My belated opinion is one of wonder over how the Red Sox could just give up Manny Ramirez, no matter how many ground balls he chooses to not run out. I tend to agree with all of the above thoughts, and anyone saying Jason Bay can be the same player as Manny Ramirez (like say, Theo Epstein) is in for rude awakening when the Sawx don't make the playoffs. You just can't replicate performance in the clutch, and whenever Manny came up in a big spot, he usually delivered. Even the greatest player of our generation, Alex Rodriguez, can't seem to replicate the clutchness factor that the Red Sox seem to have de-valued beyond belief.

But what struck me most about this deadline was the sheer number of marquee trades that made it through baseball hierarchy.
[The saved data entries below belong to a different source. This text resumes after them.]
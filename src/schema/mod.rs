//! Plain data records passed between the caller and the engine.

pub mod profile;
pub mod quest;
pub mod task;
/// Motivation score, reward list, and difficulty/time estimates.

use crate::schema::profile::MotivationProfile;
use crate::schema::quest::{Priority, QuestDifficulty};
use crate::schema::task::{Complexity, TaskAnalysis};

pub const BASE_MOTIVATION: f64 = 5.0;
pub const MAX_MOTIVATION: f64 = 10.0;

/// Score above which the streak rewards are granted.
pub const BONUS_MOTIVATION_THRESHOLD: f64 = 7.0;
/// Difficulty above which the boss rewards are granted.
pub const BOSS_DIFFICULTY_THRESHOLD: u8 = 7;

/// How motivating a quest is likely to be, capped at 10.0.
///
/// There is deliberately no lower bound; with the current weights the
/// minimum reachable score is 4.0.
pub fn motivation_score(analysis: &TaskAnalysis, profile: &MotivationProfile) -> f64 {
    let mut score = BASE_MOTIVATION;

    if profile.loves_stories {
        score += 2.0;
    }
    if profile.competitive {
        score += 1.5;
    }
    if profile.social_motivated {
        score += 1.0;
    }

    match analysis.complexity {
        Complexity::Simple => score += 1.0,
        Complexity::Complex => score -= 1.0,
        Complexity::Moderate => {}
    }

    score.min(MAX_MOTIVATION)
}

/// Reward list: three base rewards, then the streak and boss bonuses.
pub fn rewards(analysis: &TaskAnalysis, reward_label: &str, motivation_score: f64) -> Vec<String> {
    let mut rewards = vec![
        format!("10 {}", reward_label),
        "1 Achievement".to_string(),
        "100 XP".to_string(),
    ];

    if motivation_score > BONUS_MOTIVATION_THRESHOLD {
        rewards.push("Rare Item Drop".to_string());
        rewards.push("Streak Bonus".to_string());
    }

    if analysis.estimated_difficulty > BOSS_DIFFICULTY_THRESHOLD {
        rewards.push("Boss Loot".to_string());
        rewards.push("Title Upgrade".to_string());
    }

    rewards
}

/// Multiplier for a priority label; unknown labels count as 1.0.
pub fn priority_multiplier(priority: &str) -> f64 {
    match Priority::parse(priority) {
        Some(Priority::Low) => 0.8,
        Some(Priority::Medium) | None => 1.0,
        Some(Priority::High) => 1.3,
        Some(Priority::Urgent) => 1.5,
    }
}

/// Label for a priority-adjusted difficulty. Each bound is inclusive.
pub fn difficulty_label(adjusted: f64) -> QuestDifficulty {
    if adjusted <= 3.0 {
        QuestDifficulty::Tutorial
    } else if adjusted <= 5.0 {
        QuestDifficulty::Normal
    } else if adjusted <= 7.0 {
        QuestDifficulty::Hard
    } else {
        QuestDifficulty::Legendary
    }
}

pub fn time_multiplier(difficulty: QuestDifficulty) -> f64 {
    match difficulty {
        QuestDifficulty::Tutorial => 0.8,
        QuestDifficulty::Normal => 1.0,
        QuestDifficulty::Hard => 1.3,
        QuestDifficulty::Legendary => 1.6,
    }
}

/// Difficulty label and minutes for a task at a given priority.
///
/// The label comes from the priority-adjusted difficulty, but the base time
/// is ten minutes per point of the *unadjusted* difficulty.
pub fn difficulty_and_time(analysis: &TaskAnalysis, priority: &str) -> (QuestDifficulty, u32) {
    let raw = f64::from(analysis.estimated_difficulty);
    let label = difficulty_label(raw * priority_multiplier(priority));
    let base_time = raw * 10.0;
    let minutes = (base_time * time_multiplier(label)).floor() as u32;
    (label, minutes)
}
It's a trend that sort of emerged during this NBA season, after names like Jason Kidd, Shaquille O'Neal, Pau Gasol, Ben Wallace, Larry Hughes, and Mike Bibby were traded away. Hell, even the NHL trade deadline has some significant moves like Marian Hossa to the Penguins, Sergei Federov to the Capitals, and Brian Campbell to the Sharks. After so many years of rumored trades falling through, it appears as if general managers are more and more ceding to the fans and actually going for it. Hopefully it's more than just a one-year phenomenon and a sign that the days of Bill Simmons calling the NBA the "No Balls Association" are behind us.

Now, I've spent the past couple of days trying to figure out why this happened this year and I haven't come up with a definitive answer. Back in the day, you never saw anything like the blockbuster deadline deals that we've seen in the past several months, and I haven't seen a general indicator that suggests that these big time trades are a sign of things to come.
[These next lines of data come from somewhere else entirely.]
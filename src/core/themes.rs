/// Theme template store — built-in vocabulary packs plus RON overrides.

use rustc_hash::FxHashMap;
use serde::{Deserialize, Serialize};
use std::path::Path;
use thiserror::Error;

use crate::core::story::StoryStyle;

/// Theme used whenever the requested one is missing or unknown.
pub const DEFAULT_THEME: &str = "gaming";

#[derive(Debug, Error)]
pub enum ThemeError {
    #[error("IO error: {0}")]
    Io(#[from] std::io::Error),
    #[error("RON deserialization error: {0}")]
    Ron(#[from] ron::error::SpannedError),
    #[error("theme '{theme}' has an empty {pool} pool")]
    EmptyPool { theme: String, pool: &'static str },
}

/// Vocabulary a theme supplies for titles, stories and rewards.
#[derive(Debug, Clone, PartialEq, Eq, Serialize, Deserialize)]
pub struct ThemeTemplate {
    pub name: String,
    pub prefixes: Vec<String>,
    pub monsters: Vec<String>,
    pub rewards: Vec<String>,
    pub verbs: Vec<String>,
    pub story: StoryStyle,
}

impl ThemeTemplate {
    fn from_lists(
        name: &str,
        prefixes: &[&str],
        monsters: &[&str],
        rewards: &[&str],
        verbs: &[&str],
        story: StoryStyle,
    ) -> Self {
        fn owned(xs: &[&str]) -> Vec<String> {
            xs.iter().map(|s| s.to_string()).collect()
        }
        Self {
            name: name.to_string(),
            prefixes: owned(prefixes),
            monsters: owned(monsters),
            rewards: owned(rewards),
            verbs: owned(verbs),
            story,
        }
    }

    /// Named pools, in draw order.
    pub fn pools(&self) -> [(&'static str, &[String]); 4] {
        [
            ("prefixes", self.prefixes.as_slice()),
            ("monsters", self.monsters.as_slice()),
            ("verbs", self.verbs.as_slice()),
            ("rewards", self.rewards.as_slice()),
        ]
    }

    /// Reject a theme with an empty pool; a draw from it is impossible.
    pub(crate) fn validate(&self) -> Result<(), ThemeError> {
        for (pool, entries) in self.pools() {
            if entries.is_empty() {
                return Err(ThemeError::EmptyPool {
                    theme: self.name.clone(),
                    pool,
                });
            }
        }
        Ok(())
    }
}

/// A set of named themes. Read-only once handed to the engine.
#[derive(Debug, Clone, Default, Serialize, Deserialize)]
pub struct ThemeSet {
    pub themes: FxHashMap<String, ThemeTemplate>,
}

#[derive(Debug, Deserialize)]
#[serde(rename = "Theme")]
struct RonTheme {
    prefixes: Vec<String>,
    monsters: Vec<String>,
    rewards: Vec<String>,
    verbs: Vec<String>,
    #[serde(default)]
    story: StoryStyle,
}

impl ThemeSet {
    /// The four stock themes: gaming, fantasy, sci_fi, productivity.
    pub fn builtin() -> ThemeSet {
        let stock = [
            ThemeTemplate::from_lists(
                "gaming",
                &["Epic", "Legendary", "Mythic"],
                &["Procrastination Dragon", "Distraction Demon", "Boredom Beast"],
                &["XP", "Achievement Points", "Loot Drops"],
                &["Defeat", "Conquer", "Vanquish", "Overcome"],
                StoryStyle::Arcade,
            ),
            ThemeTemplate::from_lists(
                "fantasy",
                &["Noble", "Heroic", "Courageous"],
                &["Laziness Troll", "Delay Golem", "Excuse Spirit"],
                &["Gold Coins", "Magic Items", "Experience"],
                &["Slay", "Banish", "Cleanse", "Restore"],
                StoryStyle::Saga,
            ),
            ThemeTemplate::from_lists(
                "sci_fi",
                &["Quantum", "Cyber", "Neural"],
                &["Time Waster", "Focus Virus", "Motivation Glitch"],
                &["Data Credits", "Tech Points", "Upgrade Modules"],
                &["Debug", "Optimize", "Delete", "Upgrade"],
                StoryStyle::Briefing,
            ),
            ThemeTemplate::from_lists(
                "productivity",
                &["Strategic", "Efficient", "Focused"],
                &["Chaos Monster", "Mess Dragon", "Clutter Beast"],
                &["Productivity Points", "Clarity Gems", "Order Tokens"],
                &["Organize", "Streamline", "Conquer", "Master"],
                StoryStyle::Briefing,
            ),
        ];

        let themes = stock
            .into_iter()
            .map(|theme| (theme.name.clone(), theme))
            .collect();
        ThemeSet { themes }
    }

    /// Load a theme set from a RON file.
    pub fn load_from_ron(path: &Path) -> Result<ThemeSet, ThemeError> {
        let contents = std::fs::read_to_string(path)?;
        Self::parse_ron(&contents)
    }

    /// Parse a theme set from a RON string, rejecting themes with an empty pool.
    pub fn parse_ron(input: &str) -> Result<ThemeSet, ThemeError> {
        let raw: FxHashMap<String, RonTheme> = ron::from_str(input)?;
        let mut themes = FxHashMap::default();

        for (name, ron_theme) in raw {
            let theme = ThemeTemplate {
                name: name.clone(),
                prefixes: ron_theme.prefixes,
                monsters: ron_theme.monsters,
                rewards: ron_theme.rewards,
                verbs: ron_theme.verbs,
                story: ron_theme.story,
            };
            theme.validate()?;
            themes.insert(name, theme);
        }

        Ok(ThemeSet { themes })
    }

    /// Merge another theme set into this one. Themes from `other`
    /// replace themes in `self` with the same name.
    pub fn merge(&mut self, other: ThemeSet) {
        for (name, theme) in other.themes {
            self.themes.insert(name, theme);
        }
    }

    pub fn get(&self, name: &str) -> Option<&ThemeTemplate> {
        self.themes.get(name)
    }

    /// Theme names in sorted order.
    pub fn names(&self) -> Vec<&str> {
        let mut names: Vec<&str> = self.themes.keys().map(String::as_str).collect();
        names.sort_unstable();
        names
    }

    pub fn len(&self) -> usize {
        self.themes.len()
    }

    pub fn is_empty(&self) -> bool {
        self.themes.is_empty()
    }
}
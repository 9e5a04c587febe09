//! WASM bindings for quest-engine — powers the interactive web demo.

use wasm_bindgen::prelude::*;

use quest_engine::core::themes::ThemeSet;
use quest_engine::{Priority, QuestEngine, QuestRequest};

// ---------------------------------------------------------------------------
// Embedded theme data — compiled into the WASM binary
// ---------------------------------------------------------------------------
mod data {
    pub const SEASONAL_THEMES: &str = include_str!("../../theme_data/seasonal.ron");
}

// ---------------------------------------------------------------------------
// JSON helper types for communication across the WASM boundary
// ---------------------------------------------------------------------------
#[derive(serde::Serialize)]
struct AnalysisInfo {
    category: &'static str,
    complexity: &'static str,
    estimated_difficulty: u8,
}

#[derive(serde::Serialize)]
struct ThemeInfo {
    name: String,
    prefixes: Vec<String>,
    monsters: Vec<String>,
}

fn to_json<T: serde::Serialize>(value: &T) -> Result<String, JsError> {
    serde_json::to_string(value).map_err(|e| JsError::new(&format!("Serialization error: {e}")))
}

/// Interactive demo wrapping one engine with the built-in and seasonal themes.
#[wasm_bindgen]
pub struct QuestDemo {
    engine: QuestEngine,
}

#[wasm_bindgen]
impl QuestDemo {
    #[wasm_bindgen(constructor)]
    pub fn new(seed: u64) -> Result<QuestDemo, JsError> {
        let seasonal = ThemeSet::parse_ron(data::SEASONAL_THEMES)
            .map_err(|e| JsError::new(&format!("Theme data error: {e}")))?;
        let engine = QuestEngine::builder()
            .seed(seed)
            .with_themes(seasonal)
            .build()
            .map_err(|e| JsError::new(&format!("Engine error: {e}")))?;
        Ok(QuestDemo { engine })
    }

    /// Analyze a task. Returns JSON with category, complexity and difficulty.
    pub fn analyze(&self, task: &str) -> Result<String, JsError> {
        let analysis = self.engine.analyze_task(task);
        to_json(&AnalysisInfo {
            category: analysis.category.name(),
            complexity: analysis.complexity.name(),
            estimated_difficulty: analysis.estimated_difficulty,
        })
    }

    /// Generate a quest from a JSON request.
    ///
    /// Expected JSON shape:
    /// ```json
    /// {
    ///   "task": "clean my room",
    ///   "profile": { "preferred_theme": "fantasy", "loves_stories": true },
    ///   "priority": "high"
    /// }
    /// ```
    /// Only `task` is required.
    pub fn generate(&self, request_json: &str) -> Result<String, JsError> {
        let request: QuestRequest = serde_json::from_str(request_json)
            .map_err(|e| JsError::new(&format!("Invalid request JSON: {e}")))?;
        let quest = self
            .engine
            .quest_for(&request)
            .map_err(|e| JsError::new(&format!("Quest error: {e}")))?;
        to_json(&quest)
    }

    /// Suggest a short follow-up quest.
    pub fn suggest(&self) -> String {
        self.engine.suggest_next_quest().to_string()
    }

    /// Return a JSON array describing every loaded theme.
    pub fn themes(&self) -> Result<String, JsError> {
        let themes = self.engine.themes();
        let info: Vec<ThemeInfo> = themes
            .names()
            .into_iter()
            .filter_map(|name| themes.get(name))
            .map(|t| ThemeInfo {
                name: t.name.clone(),
                prefixes: t.prefixes.clone(),
                monsters: t.monsters.clone(),
            })
            .collect();
        to_json(&info)
    }

    /// Return JSON array of recognized priority levels.
    pub fn priorities() -> String {
        let names: Vec<&str> = Priority::ALL.iter().map(|p| p.name()).collect();
        serde_json::to_string(&names).unwrap_or_else(|_| "[]".to_string())
    }

    /// Rebuild the engine with a new seed.
    pub fn reset(&mut self, seed: u64) -> Result<(), JsError> {
        let fresh = QuestDemo::new(seed)?;
        self.engine = fresh.engine;
        Ok(())
    }
}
But something interesting came up in conversation with Graham yesterday. He mentioned an article in the Sports Business Journal, which I can't link right now because you have to be a member, that basically says Manny's new agent, the infamous Scott Boras, orchestrated this trade because Manny's old deal was signed under his prior agent. See, if Manny were stuck with those cumbersome $20 million options that the Red Sox seemed inclined to exercise, Boras would not have seen one iota of money since he wasn't the agent that negotiated the original deal. Now, with Manny a Dodger and those options out the window as part of trade stipulations, Boras gets to go into the winter with a clean slate to make a bunch of money for himself.

That Scott Boras is at it again.

So it got me thinking that maybe it's the evolution of the agent that have made these big time trades more and more prevalent. But I'm going to have to go into more depth on this, maybe try and sneak my way into interviewing a couple GMs and get their take on the whole issue. I definitely think the agents are a reason these trades began spinning, but I also can't get past thinking these huge trades were also a product of circumstance and sheer luck.

For now, let's just hope Manny's fantasy value doesn't hit the shitter now that he's part of a mediocre offense in a pitcher's park.